### Work instructions
Extract each line of the records below that contains the word "available".

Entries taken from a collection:
══════════════════════════════
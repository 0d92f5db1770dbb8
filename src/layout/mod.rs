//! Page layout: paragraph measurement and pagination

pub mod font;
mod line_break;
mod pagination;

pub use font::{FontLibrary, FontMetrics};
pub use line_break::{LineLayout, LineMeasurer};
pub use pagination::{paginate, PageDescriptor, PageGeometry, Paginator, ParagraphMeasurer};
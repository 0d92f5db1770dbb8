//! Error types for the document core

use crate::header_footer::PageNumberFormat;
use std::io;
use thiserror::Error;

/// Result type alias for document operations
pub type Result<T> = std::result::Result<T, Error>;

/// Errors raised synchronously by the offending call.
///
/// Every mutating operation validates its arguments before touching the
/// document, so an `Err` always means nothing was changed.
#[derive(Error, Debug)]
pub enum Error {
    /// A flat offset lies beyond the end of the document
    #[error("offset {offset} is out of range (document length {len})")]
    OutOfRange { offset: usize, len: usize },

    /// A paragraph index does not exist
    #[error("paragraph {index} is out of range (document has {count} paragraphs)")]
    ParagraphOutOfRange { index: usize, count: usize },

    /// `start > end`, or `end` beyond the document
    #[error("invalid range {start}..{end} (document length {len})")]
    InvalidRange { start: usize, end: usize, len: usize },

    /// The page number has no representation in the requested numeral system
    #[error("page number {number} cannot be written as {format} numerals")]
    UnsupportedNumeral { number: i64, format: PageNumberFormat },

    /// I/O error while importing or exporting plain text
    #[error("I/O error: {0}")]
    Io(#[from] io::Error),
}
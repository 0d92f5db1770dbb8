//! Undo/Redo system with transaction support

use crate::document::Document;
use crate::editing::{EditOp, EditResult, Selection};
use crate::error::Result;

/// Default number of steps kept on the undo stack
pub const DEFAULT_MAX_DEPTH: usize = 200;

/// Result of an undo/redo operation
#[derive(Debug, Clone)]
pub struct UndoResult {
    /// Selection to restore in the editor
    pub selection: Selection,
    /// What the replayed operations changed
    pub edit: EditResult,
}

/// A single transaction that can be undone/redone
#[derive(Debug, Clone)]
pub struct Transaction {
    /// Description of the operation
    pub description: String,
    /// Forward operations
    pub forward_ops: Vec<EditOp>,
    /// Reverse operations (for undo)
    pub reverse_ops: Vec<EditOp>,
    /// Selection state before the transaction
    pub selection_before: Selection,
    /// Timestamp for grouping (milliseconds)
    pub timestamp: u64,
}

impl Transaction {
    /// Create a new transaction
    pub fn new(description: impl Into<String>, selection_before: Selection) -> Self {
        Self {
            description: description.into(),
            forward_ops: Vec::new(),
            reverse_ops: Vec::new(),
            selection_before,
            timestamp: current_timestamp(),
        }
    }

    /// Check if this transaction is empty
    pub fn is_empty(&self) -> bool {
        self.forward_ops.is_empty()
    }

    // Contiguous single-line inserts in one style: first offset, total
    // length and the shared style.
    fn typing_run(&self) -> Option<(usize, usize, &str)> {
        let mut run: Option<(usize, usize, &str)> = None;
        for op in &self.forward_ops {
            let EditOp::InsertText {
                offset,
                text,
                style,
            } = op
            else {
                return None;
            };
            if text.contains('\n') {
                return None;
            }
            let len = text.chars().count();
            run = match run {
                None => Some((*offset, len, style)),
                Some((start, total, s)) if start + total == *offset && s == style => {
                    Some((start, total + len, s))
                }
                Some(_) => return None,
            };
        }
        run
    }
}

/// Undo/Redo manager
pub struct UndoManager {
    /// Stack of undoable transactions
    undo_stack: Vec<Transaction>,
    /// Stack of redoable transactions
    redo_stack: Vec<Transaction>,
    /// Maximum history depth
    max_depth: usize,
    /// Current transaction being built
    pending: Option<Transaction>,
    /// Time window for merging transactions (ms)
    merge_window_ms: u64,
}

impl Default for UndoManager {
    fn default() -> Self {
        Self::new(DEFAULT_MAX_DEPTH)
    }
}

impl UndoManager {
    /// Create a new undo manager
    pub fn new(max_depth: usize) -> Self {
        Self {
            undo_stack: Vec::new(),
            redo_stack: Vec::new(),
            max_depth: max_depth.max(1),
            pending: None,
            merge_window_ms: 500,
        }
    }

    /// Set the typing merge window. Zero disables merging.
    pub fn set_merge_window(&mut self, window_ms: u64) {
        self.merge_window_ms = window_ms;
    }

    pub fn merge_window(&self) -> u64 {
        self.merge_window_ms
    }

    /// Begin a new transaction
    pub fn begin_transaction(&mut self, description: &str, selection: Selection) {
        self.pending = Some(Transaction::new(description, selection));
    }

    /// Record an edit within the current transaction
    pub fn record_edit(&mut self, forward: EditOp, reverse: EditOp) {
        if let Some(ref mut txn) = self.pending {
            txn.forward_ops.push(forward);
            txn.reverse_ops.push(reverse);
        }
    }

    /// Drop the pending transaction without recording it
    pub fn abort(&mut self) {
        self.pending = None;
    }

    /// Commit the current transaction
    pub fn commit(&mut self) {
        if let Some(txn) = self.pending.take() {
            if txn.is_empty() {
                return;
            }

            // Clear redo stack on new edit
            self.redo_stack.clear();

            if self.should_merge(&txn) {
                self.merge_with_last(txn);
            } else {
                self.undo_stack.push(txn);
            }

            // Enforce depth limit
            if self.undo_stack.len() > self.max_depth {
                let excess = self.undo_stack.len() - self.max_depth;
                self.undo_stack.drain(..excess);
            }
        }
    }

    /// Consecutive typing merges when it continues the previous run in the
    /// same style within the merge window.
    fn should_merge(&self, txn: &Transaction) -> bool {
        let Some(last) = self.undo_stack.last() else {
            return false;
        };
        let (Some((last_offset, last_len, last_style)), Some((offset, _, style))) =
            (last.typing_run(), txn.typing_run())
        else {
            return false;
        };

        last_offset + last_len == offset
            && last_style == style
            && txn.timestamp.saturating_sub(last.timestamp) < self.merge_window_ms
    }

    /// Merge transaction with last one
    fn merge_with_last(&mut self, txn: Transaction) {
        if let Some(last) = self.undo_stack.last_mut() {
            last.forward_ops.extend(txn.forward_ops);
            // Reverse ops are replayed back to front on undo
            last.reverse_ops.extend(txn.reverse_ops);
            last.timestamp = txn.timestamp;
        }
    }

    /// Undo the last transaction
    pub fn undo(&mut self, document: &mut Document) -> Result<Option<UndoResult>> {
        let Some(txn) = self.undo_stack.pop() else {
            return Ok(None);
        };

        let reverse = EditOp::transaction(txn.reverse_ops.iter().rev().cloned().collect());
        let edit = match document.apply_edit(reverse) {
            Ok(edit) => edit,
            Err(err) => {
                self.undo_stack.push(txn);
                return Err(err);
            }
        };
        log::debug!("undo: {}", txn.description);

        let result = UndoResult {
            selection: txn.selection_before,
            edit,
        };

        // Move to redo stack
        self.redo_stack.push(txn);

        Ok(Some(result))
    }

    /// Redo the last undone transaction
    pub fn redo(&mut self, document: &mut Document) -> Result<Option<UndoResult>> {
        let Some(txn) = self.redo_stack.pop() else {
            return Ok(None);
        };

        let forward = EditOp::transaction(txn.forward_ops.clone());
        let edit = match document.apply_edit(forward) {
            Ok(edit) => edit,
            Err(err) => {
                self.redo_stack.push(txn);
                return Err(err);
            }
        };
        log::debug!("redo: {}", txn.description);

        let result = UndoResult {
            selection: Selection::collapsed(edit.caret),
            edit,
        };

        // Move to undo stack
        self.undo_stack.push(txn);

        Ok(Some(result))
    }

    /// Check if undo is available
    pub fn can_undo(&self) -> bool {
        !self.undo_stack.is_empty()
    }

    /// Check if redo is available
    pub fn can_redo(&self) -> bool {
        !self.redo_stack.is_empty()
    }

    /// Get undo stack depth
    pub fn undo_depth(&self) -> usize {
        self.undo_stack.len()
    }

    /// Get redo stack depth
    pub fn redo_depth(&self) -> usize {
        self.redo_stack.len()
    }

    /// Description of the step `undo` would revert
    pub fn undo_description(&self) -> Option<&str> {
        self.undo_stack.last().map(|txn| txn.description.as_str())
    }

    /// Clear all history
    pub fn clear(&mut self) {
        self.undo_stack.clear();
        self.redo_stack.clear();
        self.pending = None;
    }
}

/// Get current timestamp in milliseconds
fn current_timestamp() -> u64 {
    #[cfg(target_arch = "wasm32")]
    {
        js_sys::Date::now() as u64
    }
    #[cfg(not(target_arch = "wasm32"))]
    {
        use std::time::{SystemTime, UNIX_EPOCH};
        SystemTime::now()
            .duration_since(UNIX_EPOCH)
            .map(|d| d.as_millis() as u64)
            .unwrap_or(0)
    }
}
══════════════════════════════
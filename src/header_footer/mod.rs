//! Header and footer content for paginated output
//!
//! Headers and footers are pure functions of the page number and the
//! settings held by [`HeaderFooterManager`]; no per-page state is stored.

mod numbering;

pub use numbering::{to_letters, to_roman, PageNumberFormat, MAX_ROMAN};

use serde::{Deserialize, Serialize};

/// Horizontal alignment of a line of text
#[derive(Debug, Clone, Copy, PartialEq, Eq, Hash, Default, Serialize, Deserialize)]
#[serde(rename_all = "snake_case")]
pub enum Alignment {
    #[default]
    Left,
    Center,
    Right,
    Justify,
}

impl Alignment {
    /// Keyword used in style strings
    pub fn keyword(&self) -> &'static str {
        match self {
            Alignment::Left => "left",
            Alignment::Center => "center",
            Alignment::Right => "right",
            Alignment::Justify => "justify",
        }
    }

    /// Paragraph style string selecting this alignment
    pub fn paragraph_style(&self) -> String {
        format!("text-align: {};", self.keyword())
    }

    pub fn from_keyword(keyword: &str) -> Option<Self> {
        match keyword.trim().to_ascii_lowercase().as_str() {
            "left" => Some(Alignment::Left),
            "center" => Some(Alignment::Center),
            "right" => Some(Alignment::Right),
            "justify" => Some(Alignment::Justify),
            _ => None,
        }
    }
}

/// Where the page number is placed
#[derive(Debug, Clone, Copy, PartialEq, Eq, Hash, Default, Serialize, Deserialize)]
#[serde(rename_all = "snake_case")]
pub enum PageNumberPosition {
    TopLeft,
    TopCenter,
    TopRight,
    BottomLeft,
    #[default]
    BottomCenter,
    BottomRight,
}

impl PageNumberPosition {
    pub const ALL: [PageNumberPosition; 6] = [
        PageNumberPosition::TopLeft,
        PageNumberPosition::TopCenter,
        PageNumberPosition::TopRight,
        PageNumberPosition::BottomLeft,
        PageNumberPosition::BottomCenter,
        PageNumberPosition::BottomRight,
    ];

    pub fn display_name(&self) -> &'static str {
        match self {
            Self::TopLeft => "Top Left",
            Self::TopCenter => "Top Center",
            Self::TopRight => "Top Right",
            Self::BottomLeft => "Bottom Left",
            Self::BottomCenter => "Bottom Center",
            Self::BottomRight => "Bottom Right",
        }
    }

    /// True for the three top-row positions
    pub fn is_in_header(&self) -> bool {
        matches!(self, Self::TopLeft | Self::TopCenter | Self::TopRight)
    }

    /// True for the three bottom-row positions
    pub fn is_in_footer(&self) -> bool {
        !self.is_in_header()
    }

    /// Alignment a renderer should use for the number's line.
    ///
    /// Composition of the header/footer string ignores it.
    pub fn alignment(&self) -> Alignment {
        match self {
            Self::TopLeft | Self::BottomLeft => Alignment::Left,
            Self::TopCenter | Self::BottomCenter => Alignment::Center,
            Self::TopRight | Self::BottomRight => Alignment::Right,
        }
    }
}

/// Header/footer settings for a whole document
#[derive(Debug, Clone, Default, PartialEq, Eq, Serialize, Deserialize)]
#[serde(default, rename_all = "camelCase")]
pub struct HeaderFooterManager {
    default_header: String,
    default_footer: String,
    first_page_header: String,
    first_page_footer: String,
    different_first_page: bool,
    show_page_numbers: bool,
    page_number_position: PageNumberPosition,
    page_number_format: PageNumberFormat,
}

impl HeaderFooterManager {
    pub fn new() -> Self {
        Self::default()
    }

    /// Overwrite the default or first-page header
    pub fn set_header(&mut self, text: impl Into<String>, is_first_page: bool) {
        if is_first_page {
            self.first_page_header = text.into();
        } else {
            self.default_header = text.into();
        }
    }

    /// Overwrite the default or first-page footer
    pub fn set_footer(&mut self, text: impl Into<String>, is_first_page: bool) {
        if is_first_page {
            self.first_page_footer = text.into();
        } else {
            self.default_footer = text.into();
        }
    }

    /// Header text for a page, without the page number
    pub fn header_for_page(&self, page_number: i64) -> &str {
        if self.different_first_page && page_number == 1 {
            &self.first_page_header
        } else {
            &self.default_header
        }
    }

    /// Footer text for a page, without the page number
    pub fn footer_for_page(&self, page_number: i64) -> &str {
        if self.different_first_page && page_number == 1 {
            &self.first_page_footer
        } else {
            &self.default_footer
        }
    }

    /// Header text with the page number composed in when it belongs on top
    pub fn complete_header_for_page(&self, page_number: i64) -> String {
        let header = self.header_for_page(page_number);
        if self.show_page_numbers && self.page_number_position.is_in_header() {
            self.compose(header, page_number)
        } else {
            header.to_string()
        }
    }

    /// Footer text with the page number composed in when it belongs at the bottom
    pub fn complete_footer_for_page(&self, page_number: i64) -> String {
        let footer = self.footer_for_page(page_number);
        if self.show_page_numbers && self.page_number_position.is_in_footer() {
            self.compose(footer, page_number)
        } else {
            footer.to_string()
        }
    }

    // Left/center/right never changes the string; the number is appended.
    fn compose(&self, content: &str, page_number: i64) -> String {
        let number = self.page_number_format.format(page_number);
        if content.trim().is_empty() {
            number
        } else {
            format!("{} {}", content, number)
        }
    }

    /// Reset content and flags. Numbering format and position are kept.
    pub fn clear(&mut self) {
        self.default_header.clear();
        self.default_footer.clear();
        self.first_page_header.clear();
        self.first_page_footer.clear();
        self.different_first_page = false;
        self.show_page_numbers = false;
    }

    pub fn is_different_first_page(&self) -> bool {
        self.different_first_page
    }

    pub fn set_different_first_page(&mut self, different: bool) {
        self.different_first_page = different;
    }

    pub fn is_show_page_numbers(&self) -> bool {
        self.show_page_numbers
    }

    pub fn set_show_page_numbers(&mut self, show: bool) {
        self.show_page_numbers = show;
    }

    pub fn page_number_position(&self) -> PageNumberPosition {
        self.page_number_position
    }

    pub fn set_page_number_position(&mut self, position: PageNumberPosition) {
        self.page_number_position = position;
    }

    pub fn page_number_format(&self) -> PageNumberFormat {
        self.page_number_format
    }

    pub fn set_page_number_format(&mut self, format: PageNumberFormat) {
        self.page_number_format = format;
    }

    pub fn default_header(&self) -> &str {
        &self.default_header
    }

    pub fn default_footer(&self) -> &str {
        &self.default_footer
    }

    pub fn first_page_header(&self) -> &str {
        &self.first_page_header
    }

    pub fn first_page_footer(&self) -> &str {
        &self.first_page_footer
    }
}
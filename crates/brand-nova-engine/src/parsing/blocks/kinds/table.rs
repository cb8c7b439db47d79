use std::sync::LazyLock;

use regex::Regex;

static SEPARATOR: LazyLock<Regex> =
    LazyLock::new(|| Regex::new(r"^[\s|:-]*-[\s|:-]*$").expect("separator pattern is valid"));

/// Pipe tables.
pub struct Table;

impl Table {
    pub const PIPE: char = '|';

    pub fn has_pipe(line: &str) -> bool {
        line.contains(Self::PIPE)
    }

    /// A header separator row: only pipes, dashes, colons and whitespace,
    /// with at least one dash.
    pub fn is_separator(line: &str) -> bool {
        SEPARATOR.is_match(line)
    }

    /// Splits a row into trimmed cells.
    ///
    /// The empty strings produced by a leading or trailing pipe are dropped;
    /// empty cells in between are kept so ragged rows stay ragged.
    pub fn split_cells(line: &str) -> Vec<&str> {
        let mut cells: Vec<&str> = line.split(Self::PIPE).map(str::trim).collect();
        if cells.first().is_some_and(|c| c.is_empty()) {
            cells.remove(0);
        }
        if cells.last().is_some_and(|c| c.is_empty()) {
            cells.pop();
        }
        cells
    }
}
══════════════════════════════
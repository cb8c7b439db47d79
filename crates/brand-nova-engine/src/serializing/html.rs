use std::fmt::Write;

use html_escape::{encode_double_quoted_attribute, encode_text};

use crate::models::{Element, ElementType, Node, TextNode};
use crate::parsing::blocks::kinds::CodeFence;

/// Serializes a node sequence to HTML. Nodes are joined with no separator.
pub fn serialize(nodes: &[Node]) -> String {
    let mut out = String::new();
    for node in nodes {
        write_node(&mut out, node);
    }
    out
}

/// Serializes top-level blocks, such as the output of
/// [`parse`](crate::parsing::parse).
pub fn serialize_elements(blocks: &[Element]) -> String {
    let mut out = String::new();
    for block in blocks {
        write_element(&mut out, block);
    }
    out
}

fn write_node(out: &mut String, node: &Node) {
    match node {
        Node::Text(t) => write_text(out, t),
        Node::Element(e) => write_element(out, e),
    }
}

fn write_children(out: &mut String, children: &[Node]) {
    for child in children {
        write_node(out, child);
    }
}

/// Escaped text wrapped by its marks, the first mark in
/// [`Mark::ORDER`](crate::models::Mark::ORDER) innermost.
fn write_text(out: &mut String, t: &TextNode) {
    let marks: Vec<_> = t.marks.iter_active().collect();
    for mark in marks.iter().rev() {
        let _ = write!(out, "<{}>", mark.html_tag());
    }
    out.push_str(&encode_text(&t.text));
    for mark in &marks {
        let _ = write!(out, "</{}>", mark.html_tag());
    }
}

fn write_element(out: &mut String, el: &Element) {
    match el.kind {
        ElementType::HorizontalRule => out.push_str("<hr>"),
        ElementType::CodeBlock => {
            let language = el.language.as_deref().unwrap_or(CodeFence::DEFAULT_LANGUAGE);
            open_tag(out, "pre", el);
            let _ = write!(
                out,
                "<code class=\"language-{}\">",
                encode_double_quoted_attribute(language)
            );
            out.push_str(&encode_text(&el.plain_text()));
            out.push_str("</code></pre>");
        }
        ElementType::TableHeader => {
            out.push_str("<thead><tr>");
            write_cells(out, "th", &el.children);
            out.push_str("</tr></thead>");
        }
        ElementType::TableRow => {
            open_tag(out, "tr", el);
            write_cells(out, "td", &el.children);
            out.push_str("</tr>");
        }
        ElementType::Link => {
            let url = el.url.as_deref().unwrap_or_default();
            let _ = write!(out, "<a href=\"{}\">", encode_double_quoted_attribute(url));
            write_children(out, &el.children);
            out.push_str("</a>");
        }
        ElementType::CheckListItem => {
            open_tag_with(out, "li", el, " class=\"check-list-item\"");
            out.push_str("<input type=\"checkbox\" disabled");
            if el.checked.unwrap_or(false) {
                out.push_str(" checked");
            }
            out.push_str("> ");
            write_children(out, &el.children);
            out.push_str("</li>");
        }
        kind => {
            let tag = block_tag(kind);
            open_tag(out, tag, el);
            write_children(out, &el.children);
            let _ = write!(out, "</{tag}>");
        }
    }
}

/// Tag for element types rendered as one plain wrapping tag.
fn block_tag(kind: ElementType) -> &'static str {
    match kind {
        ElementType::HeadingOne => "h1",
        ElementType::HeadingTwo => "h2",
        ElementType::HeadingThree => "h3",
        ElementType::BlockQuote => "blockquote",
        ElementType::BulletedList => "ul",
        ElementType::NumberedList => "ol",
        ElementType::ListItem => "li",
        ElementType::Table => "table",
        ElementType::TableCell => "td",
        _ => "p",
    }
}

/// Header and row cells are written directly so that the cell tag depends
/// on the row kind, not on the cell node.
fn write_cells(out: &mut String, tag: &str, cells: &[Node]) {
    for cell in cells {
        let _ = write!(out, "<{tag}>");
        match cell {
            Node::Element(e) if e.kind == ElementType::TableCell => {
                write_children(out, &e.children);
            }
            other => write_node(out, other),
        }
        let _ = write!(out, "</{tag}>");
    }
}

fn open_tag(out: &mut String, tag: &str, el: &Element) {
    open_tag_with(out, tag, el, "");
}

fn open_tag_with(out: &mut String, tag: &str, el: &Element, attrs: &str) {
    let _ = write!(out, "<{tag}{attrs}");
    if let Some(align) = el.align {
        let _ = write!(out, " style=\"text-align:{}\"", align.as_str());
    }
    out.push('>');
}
══════════════════════════════
### Reply to the task
    /// Check if undo is available
    /// Check if redo is available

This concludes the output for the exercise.